Zamira’s enormous black greatsword wasn’t an unusual choice among them. It was practically the guild uniform.
“I thought I could get back to crafting after we secured the spawn last night,” Zamira said. “Then one of my guildmates sent word that another swarm had hit the barricade.”
Her eyes narrowed.
“When I arrived, the entire tunnel was flooded. You wouldn’t happen to know anything about that, would you?”
“Me?”
“Yes, you.”
“I was lost somewhere deeper inside when it happened.”
“That wasn’t an answer.”
“It all happened very quickly.”
Zamira studied my face, her gaze moving over the soaked armor, missing shield, burns, and remains of my debris disguise. I could almost see her assembling the evidence.
She knew.
Fortunately, another player interrupted before she could continue the interrogation.
“You know him, Zam?”
One of the tower-shield players from the charge had joined the edge of the crowd. Several more heavily armored players followed him, all wearing full metal plate and carrying shields large enough to hide behind completely.
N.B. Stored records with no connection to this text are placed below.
pub mod coordinator;
pub mod flights;
pub mod gateway;

pub use coordinator::BookingCoordinator;
pub use flights::{FlightDetails, FlightManager, FlightRequest, SeatRequest};
pub use gateway::HttpPaymentGateway;
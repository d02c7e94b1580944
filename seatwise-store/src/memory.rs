//! Thread-safe in-memory implementations of the store traits, for tests
//! and single-process deployments where persistence is not required. The
//! ledger's mutex gives the same atomic insert-if-absent guarantee the
//! Postgres unique constraint provides.

use std::collections::HashMap;
use std::sync::{Arc, Mutex, RwLock};

use async_trait::async_trait;
use chrono::Utc;
use uuid::Uuid;

use seatwise_core::model::{BookedSeat, Flight, Seat};
use seatwise_core::repository::{BookingLedger, FlightStore, LedgerError, SeatStore};

#[derive(Clone, Default)]
pub struct MemoryFlightStore {
    flights: Arc<RwLock<HashMap<Uuid, Flight>>>,
}

impl MemoryFlightStore {
    pub fn new() -> Self {
        Self::default()
    }
}

#[async_trait]
impl FlightStore for MemoryFlightStore {
    async fn find_flight(
        &self,
        flight_id: Uuid,
    ) -> Result<Option<Flight>, Box<dyn std::error::Error + Send + Sync>> {
        let flights = self.flights.read().expect("RwLock poisoned");
        Ok(flights.get(&flight_id).cloned())
    }

    async fn find_by_name(
        &self,
        flight_name: &str,
    ) -> Result<Option<Flight>, Box<dyn std::error::Error + Send + Sync>> {
        let flights = self.flights.read().expect("RwLock poisoned");
        Ok(flights
            .values()
            .find(|f| f.flight_name == flight_name)
            .cloned())
    }

    async fn save_flight(
        &self,
        flight: &Flight,
    ) -> Result<(), Box<dyn std::error::Error + Send + Sync>> {
        let mut flights = self.flights.write().expect("RwLock poisoned");
        flights.insert(flight.id, flight.clone());
        Ok(())
    }

    async fn update_flight(
        &self,
        flight: &Flight,
    ) -> Result<(), Box<dyn std::error::Error + Send + Sync>> {
        let mut flights = self.flights.write().expect("RwLock poisoned");
        flights.insert(flight.id, flight.clone());
        Ok(())
    }

    async fn delete_flight(
        &self,
        flight_id: Uuid,
    ) -> Result<(), Box<dyn std::error::Error + Send + Sync>> {
        let mut flights = self.flights.write().expect("RwLock poisoned");
        flights.remove(&flight_id);
        Ok(())
    }

    async fn list_flights(
        &self,
    ) -> Result<Vec<Flight>, Box<dyn std::error::Error + Send + Sync>> {
        let flights = self.flights.read().expect("RwLock poisoned");
        let mut all: Vec<Flight> = flights.values().cloned().collect();
        all.sort_by_key(|f| f.departure_time);
        Ok(all)
    }
}

#[derive(Clone, Default)]
pub struct MemorySeatStore {
    seats: Arc<RwLock<HashMap<Uuid, Seat>>>,
}

impl MemorySeatStore {
    pub fn new() -> Self {
        Self::default()
    }
}

#[async_trait]
impl SeatStore for MemorySeatStore {
    async fn find_seat(
        &self,
        seat_id: Uuid,
        flight_id: Uuid,
    ) -> Result<Option<Seat>, Box<dyn std::error::Error + Send + Sync>> {
        let seats = self.seats.read().expect("RwLock poisoned");
        Ok(seats
            .get(&seat_id)
            .filter(|s| s.flight_id == flight_id)
            .cloned())
    }

    async fn find_by_name(
        &self,
        seat_name: &str,
        flight_id: Uuid,
    ) -> Result<Option<Seat>, Box<dyn std::error::Error + Send + Sync>> {
        let seats = self.seats.read().expect("RwLock poisoned");
        Ok(seats
            .values()
            .find(|s| s.flight_id == flight_id && s.seat_name == seat_name)
            .cloned())
    }

    async fn save_seat(
        &self,
        seat: &Seat,
    ) -> Result<(), Box<dyn std::error::Error + Send + Sync>> {
        let mut seats = self.seats.write().expect("RwLock poisoned");
        seats.insert(seat.id, seat.clone());
        Ok(())
    }

    async fn update_seat(
        &self,
        seat: &Seat,
    ) -> Result<(), Box<dyn std::error::Error + Send + Sync>> {
        let mut seats = self.seats.write().expect("RwLock poisoned");
        if let Some(existing) = seats.get_mut(&seat.id) {
            existing.seat_name = seat.seat_name.clone();
            existing.updated_at = Utc::now();
        }
        Ok(())
    }

    async fn delete_seat(
        &self,
        seat_id: Uuid,
    ) -> Result<(), Box<dyn std::error::Error + Send + Sync>> {
        let mut seats = self.seats.write().expect("RwLock poisoned");
        seats.remove(&seat_id);
        Ok(())
    }

    async fn set_reserved(
        &self,
        seat_id: Uuid,
    ) -> Result<(), Box<dyn std::error::Error + Send + Sync>> {
        let mut seats = self.seats.write().expect("RwLock poisoned");
        if let Some(seat) = seats.get_mut(&seat_id) {
            seat.is_reserved = true;
            seat.updated_at = Utc::now();
        }
        Ok(())
    }

    async fn list_available(
        &self,
        flight_id: Uuid,
    ) -> Result<Vec<Seat>, Box<dyn std::error::Error + Send + Sync>> {
        let seats = self.seats.read().expect("RwLock poisoned");
        let mut available: Vec<Seat> = seats
            .values()
            .filter(|s| s.flight_id == flight_id && !s.is_reserved)
            .cloned()
            .collect();
        available.sort_by(|a, b| a.seat_name.cmp(&b.seat_name));
        Ok(available)
    }
}

/// In-memory ledger. The mutex around the map makes the
/// check-and-insert a single critical section, so of N concurrent
/// inserts for one (seat, flight) pair exactly one wins.
#[derive(Clone, Default)]
pub struct MemoryBookingLedger {
    bookings: Arc<Mutex<HashMap<(Uuid, Uuid), BookedSeat>>>,
}

impl MemoryBookingLedger {
    pub fn new() -> Self {
        Self::default()
    }

    pub fn booking_for(&self, seat_id: Uuid, flight_id: Uuid) -> Option<Uuid> {
        let bookings = self.bookings.lock().expect("mutex poisoned");
        bookings.get(&(seat_id, flight_id)).map(|b| b.id)
    }

    pub fn count(&self) -> usize {
        let bookings = self.bookings.lock().expect("mutex poisoned");
        bookings.len()
    }
}

#[async_trait]
impl BookingLedger for MemoryBookingLedger {
    async fn insert(&self, seat_id: Uuid, flight_id: Uuid) -> Result<Uuid, LedgerError> {
        let mut bookings = self.bookings.lock().expect("mutex poisoned");
        if bookings.contains_key(&(seat_id, flight_id)) {
            return Err(LedgerError::Duplicate);
        }
        let record = BookedSeat {
            id: Uuid::new_v4(),
            seat_id,
            flight_id,
            booked_at: Utc::now(),
        };
        let booking_id = record.id;
        bookings.insert((seat_id, flight_id), record);
        Ok(booking_id)
    }

    async fn find(
        &self,
        seat_id: Uuid,
        flight_id: Uuid,
    ) -> Result<Option<BookedSeat>, LedgerError> {
        let bookings = self.bookings.lock().expect("mutex poisoned");
        Ok(bookings.get(&(seat_id, flight_id)).cloned())
    }
}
“He’s one of my customers.” Zamira gestured toward the damaged remains of my armor. “Although looking at him now, you would never know it.”
The shield user examined the missing plates and burned leather.
“You made that?”
“I made what it looked like before he destroyed it.”
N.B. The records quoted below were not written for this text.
use serde::Serialize;

use seatwise_core::TransactionCode;

/// Response envelope: a `status` block on every response, plus a
/// `body.data` payload on success. The code strings are the stable
/// contract.
#[derive(Debug, Serialize)]
pub struct ApiResponse<T> {
    #[serde(skip_serializing_if = "Option::is_none")]
    pub body: Option<Body<T>>,
    pub status: Status,
}

#[derive(Debug, Serialize)]
pub struct Body<T> {
    pub data: T,
}

#[derive(Debug, Serialize)]
pub struct Status {
    pub code: String,
    pub message: String,
    pub success: bool,
}

impl Status {
    pub fn ok() -> Self {
        Self {
            code: TransactionCode::Success.id().to_string(),
            message: TransactionCode::Success.message().to_string(),
            success: true,
        }
    }

    pub fn failed(code: TransactionCode) -> Self {
        Self {
            code: code.id().to_string(),
            message: code.message().to_string(),
            success: false,
        }
    }
}

impl<T> ApiResponse<T> {
    pub fn success(data: T) -> Self {
        Self {
            body: Some(Body { data }),
            status: Status::ok(),
        }
    }
}

impl ApiResponse<()> {
    pub fn failure(code: TransactionCode) -> Self {
        Self {
            body: None,
            status: Status::failed(code),
        }
    }
}
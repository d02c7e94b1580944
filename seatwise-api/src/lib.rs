use axum::{http::Method, Router};
use tower_http::cors::CorsLayer;
use tower_http::trace::TraceLayer;

pub mod bookings;
pub mod error;
pub mod flights;
pub mod response;
pub mod state;

pub use state::AppState;

pub fn app(state: AppState) -> Router {
    // CORS Middleware
    let cors = CorsLayer::new()
        .allow_origin(tower_http::cors::Any)
        .allow_methods([
            Method::GET,
            Method::POST,
            Method::PUT,
            Method::DELETE,
            Method::OPTIONS,
        ])
        .allow_headers([axum::http::header::CONTENT_TYPE]);

    Router::new()
        .merge(flights::routes())
        .merge(bookings::routes())
        .layer(cors)
        .layer(TraceLayer::new_for_http())
        .with_state(state)
}
use async_trait::async_trait;
use chrono::{DateTime, Utc};
use sqlx::PgPool;
use uuid::Uuid;

use seatwise_core::model::Seat;
use seatwise_core::repository::SeatStore;

pub struct PostgresSeatStore {
    pool: PgPool,
}

impl PostgresSeatStore {
    pub fn new(pool: PgPool) -> Self {
        Self { pool }
    }
}

// Internal struct for type-safe querying
#[derive(sqlx::FromRow)]
struct SeatRow {
    id: Uuid,
    flight_id: Uuid,
    seat_name: String,
    is_reserved: bool,
    created_at: DateTime<Utc>,
    updated_at: DateTime<Utc>,
}

impl From<SeatRow> for Seat {
    fn from(row: SeatRow) -> Self {
        Seat {
            id: row.id,
            flight_id: row.flight_id,
            seat_name: row.seat_name,
            is_reserved: row.is_reserved,
            created_at: row.created_at,
            updated_at: row.updated_at,
        }
    }
}

const SEAT_COLUMNS: &str = "id, flight_id, seat_name, is_reserved, created_at, updated_at";

#[async_trait]
impl SeatStore for PostgresSeatStore {
    async fn find_seat(
        &self,
        seat_id: Uuid,
        flight_id: Uuid,
    ) -> Result<Option<Seat>, Box<dyn std::error::Error + Send + Sync>> {
        let row = sqlx::query_as::<_, SeatRow>(&format!(
            "SELECT {SEAT_COLUMNS} FROM seats WHERE id = $1 AND flight_id = $2"
        ))
        .bind(seat_id)
        .bind(flight_id)
        .fetch_optional(&self.pool)
        .await?;

        Ok(row.map(Seat::from))
    }

    async fn find_by_name(
        &self,
        seat_name: &str,
        flight_id: Uuid,
    ) -> Result<Option<Seat>, Box<dyn std::error::Error + Send + Sync>> {
        let row = sqlx::query_as::<_, SeatRow>(&format!(
            "SELECT {SEAT_COLUMNS} FROM seats WHERE seat_name = $1 AND flight_id = $2"
        ))
        .bind(seat_name)
        .bind(flight_id)
        .fetch_optional(&self.pool)
        .await?;

        Ok(row.map(Seat::from))
    }

    async fn save_seat(
        &self,
        seat: &Seat,
    ) -> Result<(), Box<dyn std::error::Error + Send + Sync>> {
        sqlx::query(
            r#"
            INSERT INTO seats (id, flight_id, seat_name, is_reserved, created_at, updated_at)
            VALUES ($1, $2, $3, $4, $5, $6)
            "#,
        )
        .bind(seat.id)
        .bind(seat.flight_id)
        .bind(&seat.seat_name)
        .bind(seat.is_reserved)
        .bind(seat.created_at)
        .bind(seat.updated_at)
        .execute(&self.pool)
        .await?;

        Ok(())
    }

    async fn update_seat(
        &self,
        seat: &Seat,
    ) -> Result<(), Box<dyn std::error::Error + Send + Sync>> {
        sqlx::query("UPDATE seats SET seat_name = $1, updated_at = NOW() WHERE id = $2")
            .bind(&seat.seat_name)
            .bind(seat.id)
            .execute(&self.pool)
            .await?;

        Ok(())
    }

    async fn delete_seat(
        &self,
        seat_id: Uuid,
    ) -> Result<(), Box<dyn std::error::Error + Send + Sync>> {
        sqlx::query("DELETE FROM seats WHERE id = $1")
            .bind(seat_id)
            .execute(&self.pool)
            .await?;

        Ok(())
    }

    async fn set_reserved(
        &self,
        seat_id: Uuid,
    ) -> Result<(), Box<dyn std::error::Error + Send + Sync>> {
        sqlx::query("UPDATE seats SET is_reserved = TRUE, updated_at = NOW() WHERE id = $1")
            .bind(seat_id)
            .execute(&self.pool)
            .await?;

        Ok(())
    }

    async fn list_available(
        &self,
        flight_id: Uuid,
    ) -> Result<Vec<Seat>, Box<dyn std::error::Error + Send + Sync>> {
        let rows = sqlx::query_as::<_, SeatRow>(&format!(
            "SELECT {SEAT_COLUMNS} FROM seats WHERE flight_id = $1 AND is_reserved = FALSE ORDER BY seat_name"
        ))
        .bind(flight_id)
        .fetch_all(&self.pool)
        .await?;

        Ok(rows.into_iter().map(Seat::from).collect())
    }
}
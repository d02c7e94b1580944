use std::net::SocketAddr;
use std::sync::Arc;
use std::time::Duration;

use seatwise_api::{app, AppState};
use seatwise_booking::{BookingCoordinator, FlightManager, HttpPaymentGateway};
use seatwise_store::{DbClient, PostgresBookingLedger, PostgresFlightStore, PostgresSeatStore};
use tracing_subscriber::{layer::SubscriberExt, util::SubscriberInitExt};

#[tokio::main]
async fn main() {
    tracing_subscriber::registry()
        .with(
            tracing_subscriber::EnvFilter::try_from_default_env().unwrap_or_else(|_| {
                "seatwise_api=debug,tower_http=debug,axum::rejection=trace".into()
            }),
        )
        .with(tracing_subscriber::fmt::layer())
        .init();

    let config = seatwise_store::app_config::Config::load().expect("Failed to load config");
    tracing::info!("Starting Seatwise API on port {}", config.server.port);

    let db = DbClient::new(&config.database.url)
        .await
        .expect("Failed to connect to Postgres");
    db.migrate().await.expect("Failed to run migrations");

    let flight_store = Arc::new(PostgresFlightStore::new(db.pool.clone()));
    let seat_store = Arc::new(PostgresSeatStore::new(db.pool.clone()));
    let ledger = Arc::new(PostgresBookingLedger::new(db.pool.clone()));
    let gateway = Arc::new(
        HttpPaymentGateway::new(
            config.payment.base_url.clone(),
            config.payment.api_key.clone(),
            Duration::from_secs(config.payment.timeout_seconds),
        )
        .expect("Failed to build payment client"),
    );

    let app_state = AppState {
        coordinator: Arc::new(BookingCoordinator::new(
            flight_store.clone(),
            seat_store.clone(),
            ledger,
            gateway,
        )),
        flights: Arc::new(FlightManager::new(flight_store, seat_store)),
    };

    let app = app(app_state);

    let addr = SocketAddr::from(([0, 0, 0, 0], config.server.port));
    tracing::info!("Listening on {}", addr);

    let listener = tokio::net::TcpListener::bind(addr).await.unwrap();
    axum::serve(listener, app).await.unwrap();
}
use std::time::Duration;

use async_trait::async_trait;
use chrono::Utc;
use serde_json::json;

use seatwise_core::payment::{ChargeRequest, PaymentError, PaymentGateway, PaymentReceipt};

/// Payment adapter against the provider's HTTP charge API. The client's
/// request timeout is the gateway timeout; callers apply no shorter
/// bound.
pub struct HttpPaymentGateway {
    client: reqwest::Client,
    base_url: String,
    api_key: Option<String>,
}

impl HttpPaymentGateway {
    pub fn new(
        base_url: impl Into<String>,
        api_key: Option<String>,
        timeout: Duration,
    ) -> Result<Self, reqwest::Error> {
        let client = reqwest::Client::builder().timeout(timeout).build()?;
        Ok(Self {
            client,
            base_url: base_url.into(),
            api_key,
        })
    }
}

#[async_trait]
impl PaymentGateway for HttpPaymentGateway {
    async fn charge(&self, request: &ChargeRequest) -> Result<PaymentReceipt, PaymentError> {
        let payload = json!({
            "amount": request.amount,
            "card": request.card,
        });

        let mut http_request = self
            .client
            .post(format!("{}/v1/charges", self.base_url))
            .json(&payload);
        if let Some(key) = &self.api_key {
            http_request = http_request.bearer_auth(key);
        }

        let response = http_request.send().await.map_err(|e| {
            if e.is_timeout() {
                PaymentError::Timeout
            } else {
                PaymentError::Provider(e.to_string())
            }
        })?;

        let status = response.status();
        if status.is_success() {
            let body: serde_json::Value = response
                .json()
                .await
                .map_err(|e| PaymentError::Provider(e.to_string()))?;
            let reference = body["reference"].as_str().unwrap_or_default().to_string();
            return Ok(PaymentReceipt {
                reference,
                amount: request.amount,
                charged_at: Utc::now(),
            });
        }

        // 402/422 are the provider's decline statuses; everything else
        // is a provider fault.
        if status == reqwest::StatusCode::PAYMENT_REQUIRED
            || status == reqwest::StatusCode::UNPROCESSABLE_ENTITY
        {
            return Err(PaymentError::Declined);
        }

        Err(PaymentError::Provider(format!(
            "provider returned {}",
            status
        )))
    }
}
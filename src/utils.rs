pub mod date;
pub mod telemetry;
“It held together through the charge.”
Zamira sighed. “That is not the same as holding together.”
“I have to give him credit,” the shield user said. “That molotov opened the center of the swarm. Without it, we’d still be trapped behind the barricade.”
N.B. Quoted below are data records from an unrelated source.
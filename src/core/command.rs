use async_trait::async_trait;
use crate::core::library::CirculationError;

#[derive(Debug)]
pub enum CommandError {
    Access {
        message: String,
        reason_code: Option<String>,
    },
    Conflict {
        message: String,
    },
    Database {
        message: String,
        reason_code: Option<String>,
        retryable: bool,
    },
    NotFound {
        message: String,
    },
    Runtime {
        message: String,
        reason_code: Option<String>,
        retryable: bool,
    },
    Serialization {
        message: String,
    },
    Validation {
        message: String,
        reason_code: Option<String>,
    },
}

#[async_trait]
pub trait Command<Request, Response> {
    async fn execute(&self, req: Request) -> Result<Response, CommandError>;
}

impl From<CirculationError> for CommandError {
    fn from(other: CirculationError) -> Self {
        match other {
            CirculationError::Database { message, reason_code, retryable } => {
                CommandError::Database { message, reason_code, retryable }
            }
            CirculationError::NotGranted { message, reason_code } => {
                CommandError::Access { message, reason_code }
            }
            CirculationError::Conflict { message } => {
                CommandError::Conflict { message }
            }
            CirculationError::NotFound { message } => {
                CommandError::NotFound { message }
            }
            CirculationError::Validation { message, reason_code } => {
                CommandError::Validation { message, reason_code }
            }
            CirculationError::Serialization { message } => {
                CommandError::Serialization { message }
            }
            CirculationError::Runtime { message, reason_code } => {
                CommandError::Runtime { message, reason_code, retryable: true }
            }
        }
    }
}
pub mod memory_item_repository;

use async_trait::async_trait;
use crate::core::library::CirculationResult;
use crate::items::domain::model::ItemEntity;

// Lookup contract for items. Hold placement observes Available items only
// and the checkout reaction observes OnHold items only; that filter is
// what enforces single-holder exclusivity, not an in-memory collection.
// The repository is also the sole arbiter of concurrent-write safety.
#[async_trait]
pub(crate) trait ItemRepository: Sync + Send {
    async fn find_available_by_barcode(&self, barcode: &str) -> CirculationResult<Option<ItemEntity>>;

    async fn find_on_hold_by_barcode(&self, barcode: &str) -> CirculationResult<Option<ItemEntity>>;

    async fn find_by_barcode(&self, barcode: &str) -> CirculationResult<Option<ItemEntity>>;

    async fn save(&self, item: &ItemEntity) -> CirculationResult<ItemEntity>;
}
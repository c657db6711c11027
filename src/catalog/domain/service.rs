use std::sync::Arc;

use async_trait::async_trait;
use tracing::info;

use crate::catalog::domain::CatalogService;
use crate::core::domain::Configuration;
use crate::core::library::{CirculationError, CirculationResult};
use crate::items::domain::model::ItemEntity;
use crate::items::dto::ItemDto;
use crate::items::repository::ItemRepository;

pub(crate) struct CatalogServiceImpl {
    branch_id: String,
    item_repository: Arc<dyn ItemRepository>,
}

impl CatalogServiceImpl {
    pub(crate) fn new(config: &Configuration,
                      item_repository: Arc<dyn ItemRepository>) -> Self {
        Self {
            branch_id: config.branch_id.to_string(),
            item_repository,
        }
    }
}

#[async_trait]
impl CatalogService for CatalogServiceImpl {
    async fn add_item(&self, barcode: &str, title: &str,
                      catalog_number: &str) -> CirculationResult<ItemDto> {
        let item = ItemEntity::add_item(barcode, title, catalog_number);
        let item = self.item_repository.save(&item).await?;
        info!(branch = self.branch_id.as_str(), barcode, "item added to catalog");
        Ok(ItemDto::from(&item))
    }

    async fn find_item_by_barcode(&self, barcode: &str) -> CirculationResult<ItemDto> {
        let item = self.item_repository.find_by_barcode(barcode).await?
            .ok_or_else(|| CirculationError::not_found(
                format!("no item with barcode {}", barcode).as_str()))?;
        Ok(ItemDto::from(&item))
    }
}
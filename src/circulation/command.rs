pub mod checkout_hold_cmd;
pub mod place_hold_cmd;
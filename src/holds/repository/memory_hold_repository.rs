use std::collections::HashMap;
use std::sync::Arc;
use async_trait::async_trait;
use tokio::sync::RwLock;
use crate::core::library::{CirculationError, CirculationResult};
use crate::holds::domain::model::HoldEntity;
use crate::holds::repository::HoldRepository;

// In-memory hold store keyed by hold id with optimistic versioning on save.
#[derive(Clone, Default)]
pub(crate) struct MemoryHoldRepository {
    holds: Arc<RwLock<HashMap<String, HoldEntity>>>,
}

impl MemoryHoldRepository {
    pub(crate) fn new() -> Self {
        Self::default()
    }
}

#[async_trait]
impl HoldRepository for MemoryHoldRepository {
    async fn find_by_id(&self, id: &str) -> CirculationResult<Option<HoldEntity>> {
        let holds = self.holds.read().await;
        Ok(holds.get(id).cloned())
    }

    async fn save(&self, hold: &HoldEntity) -> CirculationResult<HoldEntity> {
        let mut holds = self.holds.write().await;
        if let Some(existing) = holds.get(hold.hold_id.as_str()) {
            if existing.version != hold.version {
                return Err(CirculationError::conflict(
                    format!("stale version {} for hold {}", hold.version, hold.hold_id).as_str()));
            }
        }
        let mut saved = hold.clone();
        saved.version += 1;
        holds.insert(saved.hold_id.to_string(), saved.clone());
        Ok(saved)
    }
}

#[cfg(test)]
mod tests {
    use chrono::Utc;
    use crate::holds::domain::model::HoldEntity;
    use crate::holds::repository::HoldRepository;
    use crate::holds::repository::memory_hold_repository::MemoryHoldRepository;

    #[tokio::test]
    async fn test_should_save_and_find_by_id() {
        let repository = MemoryHoldRepository::new();
        let hold = HoldEntity::place_hold("12345", Utc::now().date_naive(), "patron1");
        let saved = repository.save(&hold).await.expect("should save hold");
        assert_eq!(1, saved.version);

        let found = repository.find_by_id(hold.hold_id.as_str()).await.expect("should look up hold");
        assert_eq!(Some(saved), found);
        let missing = repository.find_by_id("unknown").await.expect("should look up hold");
        assert_eq!(None, missing);
    }

    #[tokio::test]
    async fn test_should_reject_stale_version() {
        let repository = MemoryHoldRepository::new();
        let hold = HoldEntity::place_hold("12345", Utc::now().date_naive(), "patron1");
        let saved = repository.save(&hold).await.expect("should save hold");

        // the original snapshot still carries version 0
        let res = repository.save(&hold).await;
        assert!(res.is_err());
        let stored = repository.find_by_id(hold.hold_id.as_str()).await.expect("should look up hold");
        assert_eq!(Some(saved), stored);
    }
}
// structured JSON logging for the circulation desk binary
pub fn setup_tracing() {
    tracing_subscriber::fmt()
        .with_max_level(tracing::Level::INFO)
        // disable printing the name of the module in every log line.
        .with_target(false)
        .with_ansi(false)
        .json()
        .init();
}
“It was smart as hell,” someone beside him said.
“Insane,” another corrected.
“Both,” said a third.
A member of [BerZerker] pointed toward the wreckage of my floating ‘fortress’.
“Was that pile of debris his too?”
“It was a floating fortress and it got me through the swarm.”
“That makes it tactical.”
A player near the barricade looked up from his loot. “Wait. You’re the friend-request guy.”
Several frontline players checked their notifications.
“That was him?”
“You sent me a friend request in the middle of the fight.”
“I needed to get your attention.”
“You could have shouted.”
“I did that too.”
“He shouted after the friend requests,” another player said. “There was a process.”
Someone at the rear of the crowd yelled, “Leeroy Jenkins!”
“He had a plan,” another argued.
“Did he?”
I pointed toward the cleared tunnel. “It worked.”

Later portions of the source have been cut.